Fonds perdus est un roman captivant, qui peut se lire comme un thriller, dont certains passages se révèlent extrêmement drôles. Truffées de références à la culture populaire, ces cinq cents pages exaltées nous livrent également une brillante analyse d’Internet, sans jamais verser dans l’argumentation pontifiante ou le discours simpliste, donnant l’occasion à l’auteur d’explorer une nouvelle fois la société américaine avec cette sorte d’extra-lucidité qui lui est propre, à la limite de la paranoïa, mais incroyablement convaincante.
Le style Pynchon, c’est un ouragan d’ironie mordante et de jeux de mots en pagaille, un souffle vivifiant et jubilatoire – prophétique ?

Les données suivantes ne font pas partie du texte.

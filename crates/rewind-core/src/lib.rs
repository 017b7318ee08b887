//! Asyncify suspend/resume bridge on top of Wasmtime.
//!
//! A module instrumented with Binaryen's Asyncify pass can unwind its call
//! stack into linear memory and later rewind it. This crate lets such a
//! module call host functions that answer with a future, while the host
//! awaits the module's exports:
//!
//! - [`WasmEngine`]: Configured Wasmtime engine shared by all instances
//! - [`CompiledModule`]: Compiled module with control-surface inspection
//! - [`AsyncInstance`]: One wired instance with awaitable exports
//! - [`HostFunc`] / [`ImportMap`]: Host functions that may suspend
//!
//! # Architecture
//!
//! ```text
//! ┌─────────────────────────────────────────────────────────┐
//! │                 AsyncInstance::call_export              │
//! │  - asserts idle, calls export, loops while unwinding    │
//! │  - awaits the pending host value between segments       │
//! └─────────────────────────────────────────────────────────┘
//!                 │ call            ▲ unwind / return
//!                 ▼                 │
//! ┌─────────────────────────────────────────────────────────┐
//! │              Guest code (synchronous segment)           │
//! └─────────────────────────────────────────────────────────┘
//!                 │ import          ▲ value / placeholder
//!                 ▼                 │
//! ┌─────────────────────────────────────────────────────────┐
//! │                   Import interceptor                    │
//! │  - rewinding: stop_rewind, hand back resolved value     │
//! │  - idle: call host; on a future, start_unwind           │
//! └─────────────────────────────────────────────────────────┘
//!                 │
//!                 ▼
//! ┌─────────────────────────────────────────────────────────┐
//! │          Controller (in Store<AsyncifyContext>)         │
//! │  - control exports, save-area descriptor, stack hook    │
//! │  - single pending-value slot                            │
//! └─────────────────────────────────────────────────────────┘
//! ```

pub mod context;
pub mod controller;
pub mod descriptor;
pub mod engine;
pub mod exports;
pub mod imports;
pub mod instance;
pub mod module;

pub use context::{AsyncifyContext, ExecutionMetrics, LogEntry, LogLevel};
pub use controller::{CONTROL_OPERATIONS, ControlOps, Controller, PendingValue};
pub use descriptor::{SaveArea, SaveAreaDescriptor, Seeding, StackHook};
pub use engine::WasmEngine;
pub use exports::WrappedExport;
pub use imports::{HostFunc, HostFuture, HostResult, ImportMap};
pub use instance::AsyncInstance;
pub use module::{CompiledModule, ItemKind};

En somme, il faut lire Thomas Pynchon, et Fonds perdus ressemble au meilleur moyen de découvrir cet écrivain hors-normes, dont on aimerait qu’il figure au plus vite sur la liste des prescriptions scolaires de tous les lycées du pays.

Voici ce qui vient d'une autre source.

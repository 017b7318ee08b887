//! Standard host functions for rewind.
//!
//! Guest modules import these from the `env` namespace:
//!
//! - [`logging`]: `env.log`, synchronous structured logging
//! - [`timer`]: `env.sleep_ms`, a suspending sleep
//!
//! [`linker::register_all`] adds every enabled function to an
//! [`ImportMap`](rewind_core::ImportMap).

pub mod linker;
pub mod logging;
pub mod timer;

pub use logging::LoggingHost;
pub use timer::TimerHost;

Thomas Pynchon, Fonds perdus, Éditions du Seuil, août 2014
Merci à l’excellent traducteur, Nicolas Richard, pour sa disponibilité et son explication d’un jeu de mots initialement perçu comme une faute de frappe.
Ca fait des années que je tourne autour de cet auteur sans jamais me lancer. Tu penses que celui ci est donc le meilleur pour commencer ou tu en conseilles encore un autre. J’avoue que les 1000 pages de 2 dont tu parles me rebutent légèrement 🙂
Tu peux commencer par Vente à la criée du Lot 49, qui est incontournable, ou par Fonds perdus, meilleur que Vice caché, à mon avis – j’attends l’adaptation de Paul Thomas Anderson avec impatience…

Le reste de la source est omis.